**PROBLEM:** Please return all lines from the records below that include the string "attribute".

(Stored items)

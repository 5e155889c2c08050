pub mod admission;
pub mod dispatcher;
pub mod feedback;
pub mod initializer;
pub mod instruction_engine;
pub mod instruction_parser;
pub mod jobs;
pub mod membership;
pub mod scheduler;
pub mod sync_engine;
pub mod sync_planner;
pub mod throttle;

pub use admission::AdmissionGate;
pub use dispatcher::{DispatchSummary, MutationDispatcher};
pub use feedback::FeedbackContext;
pub use initializer::{InitReport, Initializer};
pub use instruction_engine::{CommentReport, InstructionEngine, InstructionOutcome};
pub use instruction_parser::{parse_instructions, ParsedInstruction};
pub use jobs::{JobReport, JobRunner};
pub use membership::MembershipCache;
pub use scheduler::DailyScheduler;
pub use sync_engine::{SyncEngine, SyncReport};
pub use sync_planner::{SyncPlan, SyncPlanner};
pub use throttle::DispatchThrottle;
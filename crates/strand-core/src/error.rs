use thiserror::Error;

#[derive(Debug, Error)]
pub enum HairError {
    #[error("flat coordinate buffer of length {len} is not a multiple of 3")]
    MalformedBuffer { len: usize },
    #[error("surface mesh has no triangles")]
    EmptySurface,
    #[error("surface mesh has no finite positive sampling weight (total {total})")]
    DegenerateSurface { total: f32 },
    #[error("triangle index {index} out of range for {vertex_count} vertices")]
    InvalidIndex { index: u32, vertex_count: usize },
    #[error("weight attribute has {weights} entries, mesh has {vertices} vertices")]
    WeightCountMismatch { weights: usize, vertices: usize },
    #[error("normal attribute has {normals} entries, mesh has {vertices} vertices")]
    NormalCountMismatch { normals: usize, vertices: usize },
    #[error("invalid segment count: {0}")]
    InvalidSegments(usize),
    #[error("strand length must be finite and positive, got {0}")]
    InvalidLength(f32),
    #[error("cannot derive a direction from normal {0}")]
    DegenerateNormal(glam::Vec3),
    #[error("cylinder axis has zero length")]
    DegenerateAxis,
    #[error("particle chain has no vertices")]
    EmptyChain,
    #[error("timestep must be finite and positive, got {0}")]
    InvalidTimestep(f32),
    #[error("{name} must be finite, got {value}")]
    NonFiniteForce { name: &'static str, value: glam::Vec3 },
    #[error("camera distance range [{min}, {max}] must be finite with 0 < min <= max")]
    InvalidZoomRange { min: f32, max: f32 },
    #[error("camera damping factor must be in (0, 1], got {0}")]
    InvalidDamping(f32),
    #[error("invalid hair config: {0}")]
    Config(#[from] toml::de::Error),
}
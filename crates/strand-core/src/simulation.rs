//! Verlet integration of strand particles.
//!
//! Each strand is a chain of free particles whose first element is pinned to
//! the surface. Velocity is never stored: it is implied by the difference
//! between the current and previous positions.

use std::sync::Arc;

use glam::Vec3;
use serde::{Deserialize, Serialize};
#[cfg(feature = "bevy")]
use bevy_gizmos::prelude::Gizmos;
#[cfg(feature = "bevy")]
use bevy_color::Color;

use crate::geometry::{HairLines, LineGeometry, StrandStyle};
use crate::HairError;

#[derive(Debug, Clone, Copy, PartialEq, Serialize, Deserialize)]
#[serde(default)]
pub struct SimulationConfig {
    pub gravity: Vec3,
    pub wind: Vec3,
    /// Step used by [`StrandSimulator::update_line`], independent of frame time.
    pub fixed_timestep_seconds: f32,
}

impl Default for SimulationConfig {
    fn default() -> Self {
        Self {
            gravity: Vec3::new(0., -9.8, 0.),
            wind: Vec3::ZERO,
            fixed_timestep_seconds: 1. / 60.,
        }
    }
}

impl SimulationConfig {
    pub fn validate(&self) -> Result<(), HairError> {
        let dt = self.fixed_timestep_seconds;
        if !(dt.is_finite() && dt > 0.) {
            return Err(HairError::InvalidTimestep(dt));
        }
        for (name, value) in [("gravity", self.gravity), ("wind", self.wind)] {
            if !value.is_finite() {
                return Err(HairError::NonFiniteForce { name, value });
            }
        }
        Ok(())
    }
}

#[derive(Debug, Clone, PartialEq)]
pub struct ParticleChain {
    vertices: Vec<Vec3>,
    previous_vertices: Vec<Vec3>,
    gravity: Vec3,
    wind: Vec3,
}

impl ParticleChain {
    /// Chain at rest: previous positions equal current ones.
    pub fn new(vertices: Vec<Vec3>, gravity: Vec3, wind: Vec3) -> Result<Self, HairError> {
        if vertices.is_empty() {
            return Err(HairError::EmptyChain);
        }
        Ok(Self {
            previous_vertices: vertices.clone(),
            vertices,
            gravity,
            wind,
        })
    }

    pub fn from_geometry(
        geometry: &LineGeometry,
        gravity: Vec3,
        wind: Vec3,
    ) -> Result<Self, HairError> {
        Self::new(geometry.vertices()?, gravity, wind)
    }

    pub fn vertices(&self) -> &[Vec3] {
        &self.vertices
    }

    pub fn previous_vertices(&self) -> &[Vec3] {
        &self.previous_vertices
    }

    pub fn root(&self) -> Vec3 {
        self.vertices[0]
    }

    pub fn acceleration(&self) -> Vec3 {
        self.gravity + self.wind
    }

    /// Advances every particle but the root by one step of `dt` seconds:
    /// `x' = 2x - x_prev + a dt^2`.
    pub fn update(&mut self, dt: f32) {
        let displacement = self.acceleration() * dt * dt;
        let next: Vec<Vec3> = self
            .vertices
            .iter()
            .zip(&self.previous_vertices)
            .enumerate()
            .map(|(i, (&current, &previous))| {
                if i == 0 {
                    current
                } else {
                    2. * current - previous + displacement
                }
            })
            .collect();
        self.previous_vertices = std::mem::replace(&mut self.vertices, next);
        tracing::trace!(dt, particles = self.vertices.len(), "verlet step");
    }
}

/// A particle chain bound to the line geometry it animates.
#[derive(Debug, Clone)]
pub struct StrandSimulator {
    geometry: LineGeometry,
    chain: ParticleChain,
    fixed_timestep_seconds: f32,
}

impl StrandSimulator {
    pub fn new(geometry: LineGeometry, config: &SimulationConfig) -> Result<Self, HairError> {
        config.validate()?;
        let chain = ParticleChain::from_geometry(&geometry, config.gravity, config.wind)?;
        Ok(Self {
            geometry,
            chain,
            fixed_timestep_seconds: config.fixed_timestep_seconds,
        })
    }

    pub fn chain(&self) -> &ParticleChain {
        &self.chain
    }

    pub fn geometry(&self) -> &LineGeometry {
        &self.geometry
    }

    pub fn geometry_mut(&mut self) -> &mut LineGeometry {
        &mut self.geometry
    }

    pub fn fixed_timestep_seconds(&self) -> f32 {
        self.fixed_timestep_seconds
    }

    pub fn update(&mut self, dt: f32) {
        self.chain.update(dt);
    }

    /// One frame: a fixed step, whatever the real frame time was, then the
    /// new positions are copied into the geometry.
    pub fn update_line(&mut self) {
        self.chain.update(self.fixed_timestep_seconds);
        self.geometry.set_vertices(&self.chain.vertices);
    }
}

/// Every strand line of a head of hair with its simulator.
#[derive(Debug, Clone)]
pub struct HairSimulation {
    pub style: Arc<StrandStyle>,
    pub simulators: Vec<StrandSimulator>,
}

impl HairSimulation {
    /// Lines without vertices cannot be simulated and are dropped.
    pub fn from_lines(lines: HairLines, config: &SimulationConfig) -> Result<Self, HairError> {
        config.validate()?;
        let mut simulators = Vec::with_capacity(lines.lines.len());
        for (i, geometry) in lines.lines.into_iter().enumerate() {
            match StrandSimulator::new(geometry, config) {
                Ok(s) => simulators.push(s),
                Err(HairError::EmptyChain) => {
                    tracing::warn!(line = i, "skipping strand line without vertices");
                }
                Err(e) => return Err(e),
            }
        }
        Ok(Self {
            style: lines.style,
            simulators,
        })
    }

    pub fn update_lines(&mut self) {
        for s in &mut self.simulators {
            s.update_line();
        }
    }
}

impl crate::VisualDebug for HairSimulation {
    type Flags = bool;
    #[cfg(feature = "bevy")]
    fn debug(&self, gizmos: &mut Gizmos, debug_flags: bool) {
        if debug_flags {
            for s in &self.simulators {
                gizmos.linestrip(s.chain.vertices.iter().copied(), Color::srgb(0.2, 0.4, 1.0));
            }
        }
    }
}

#[cfg(test)]
mod tests {
    use super::*;
    use approx::assert_relative_eq;

    const DT: f32 = 1. / 60.;

    fn column(n: usize) -> Vec<Vec3> {
        (0..n).map(|i| i as f32 * Vec3::Y).collect()
    }

    #[test]
    fn starts_at_rest() {
        let chain = ParticleChain::new(column(4), Vec3::NEG_Y, Vec3::X).unwrap();
        assert_eq!(chain.vertices(), chain.previous_vertices());
        assert_eq!(chain.acceleration(), Vec3::new(1., -1., 0.));
    }

    #[test]
    fn three_particles_under_gravity() {
        let mut chain = ParticleChain::new(column(3), Vec3::new(0., -9.8, 0.), Vec3::ZERO).unwrap();
        chain.update(DT);
        assert_eq!(chain.vertices()[0], Vec3::ZERO);
        assert_relative_eq!(chain.vertices()[1].x, 0.);
        assert_relative_eq!(chain.vertices()[1].y, 1. - 9.8 / 3600., epsilon = 1e-6);
        assert_relative_eq!(chain.vertices()[1].z, 0.);
        assert_eq!(chain.previous_vertices(), column(3).as_slice());
    }

    #[test]
    fn root_stays_pinned() {
        let start = Vec3::new(0.3, 1.2, -0.7);
        let mut vertices = column(6);
        vertices[0] = start;
        let mut chain = ParticleChain::new(vertices, Vec3::new(0., -9.8, 0.), Vec3::new(3., 0., 1.)).unwrap();
        for _ in 0..500 {
            chain.update(DT);
            assert_eq!(chain.root(), start);
        }
    }

    #[test]
    fn no_acceleration_keeps_rest_shape() {
        let mut chain = ParticleChain::new(column(5), Vec3::ZERO, Vec3::ZERO).unwrap();
        for _ in 0..100 {
            chain.update(DT);
        }
        assert_eq!(chain.vertices(), column(5).as_slice());
    }

    #[test]
    fn no_acceleration_extrapolates_motion() {
        let mut chain = ParticleChain::new(column(2), Vec3::ZERO, Vec3::ZERO).unwrap();
        chain.previous_vertices[1] = Vec3::new(0., 0.9, 0.);
        chain.update(DT);
        assert_relative_eq!(chain.vertices()[1].y, 1.1, epsilon = 1e-6);
    }

    #[test]
    fn constant_second_difference() {
        let a = Vec3::new(0.5, -9.8, 0.);
        let mut chain = ParticleChain::new(column(3), Vec3::new(0., -9.8, 0.), Vec3::new(0.5, 0., 0.)).unwrap();
        let mut history = vec![chain.vertices()[2]];
        for _ in 0..4 {
            chain.update(DT);
            history.push(chain.vertices()[2]);
        }
        let step = a * DT * DT;
        assert!((history[1] - history[0]).abs_diff_eq(step, 1e-5));
        for w in history.windows(3) {
            let second = w[2] - 2. * w[1] + w[0];
            assert!(second.abs_diff_eq(step, 1e-5), "{second} != {step}");
        }
    }

    #[test]
    fn free_particles_fall_together() {
        let geometry = LineGeometry::from_points(&column(8));
        let mut sim = StrandSimulator::new(geometry, &SimulationConfig::default()).unwrap();
        for _ in 0..10 {
            sim.update_line();
            let chain = sim.chain();
            let dy = |i: usize| chain.vertices()[i].y - chain.previous_vertices()[i].y;
            assert_relative_eq!(dy(4), dy(5), epsilon = 1e-5);
        }
    }

    #[test]
    fn update_line_writes_back_to_geometry() {
        let geometry = LineGeometry::from_points(&column(3));
        let mut sim = StrandSimulator::new(geometry, &SimulationConfig::default()).unwrap();
        assert_relative_eq!(sim.fixed_timestep_seconds(), DT);
        assert!(!sim.geometry().needs_update());
        sim.update_line();
        assert!(sim.geometry().needs_update());
        assert_eq!(sim.geometry().vertices().unwrap(), sim.chain().vertices());
        assert_relative_eq!(sim.geometry().positions()[4], 1. - 9.8 * DT * DT, epsilon = 1e-6);
    }

    #[test]
    fn update_line_ignores_custom_steps() {
        let config = SimulationConfig {
            fixed_timestep_seconds: 0.1,
            ..Default::default()
        };
        let mut fixed = StrandSimulator::new(LineGeometry::from_points(&column(2)), &config).unwrap();
        let mut manual = fixed.clone();
        fixed.update_line();
        manual.update(0.1);
        assert_eq!(fixed.chain(), manual.chain());
    }

    #[test]
    fn rejects_empty_chains_and_bad_steps() {
        assert!(matches!(
            ParticleChain::new(vec![], Vec3::ZERO, Vec3::ZERO),
            Err(HairError::EmptyChain)
        ));
        let config = SimulationConfig {
            fixed_timestep_seconds: 0.,
            ..Default::default()
        };
        assert!(matches!(
            StrandSimulator::new(LineGeometry::from_points(&column(2)), &config),
            Err(HairError::InvalidTimestep(_))
        ));
        let config = SimulationConfig {
            wind: Vec3::new(f32::NAN, 0., 0.),
            ..Default::default()
        };
        assert!(matches!(
            StrandSimulator::new(LineGeometry::from_points(&column(2)), &config),
            Err(HairError::NonFiniteForce { name: "wind", .. })
        ));
    }

    #[test]
    fn hair_simulation_skips_empty_lines() {
        let lines = HairLines {
            style: Arc::new(StrandStyle::default()),
            lines: vec![LineGeometry::default(), LineGeometry::from_points(&column(2))],
        };
        let mut hair = HairSimulation::from_lines(lines, &SimulationConfig::default()).unwrap();
        assert_eq!(hair.simulators.len(), 1);
        hair.update_lines();
        assert!(hair.simulators[0].geometry().needs_update());
    }
}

**ANSWER BELOW:**
    #[error("weight attribute has {weights} entries, mesh has {vertices} vertices")]
    #[error("normal attribute has {normals} entries, mesh has {vertices} vertices")]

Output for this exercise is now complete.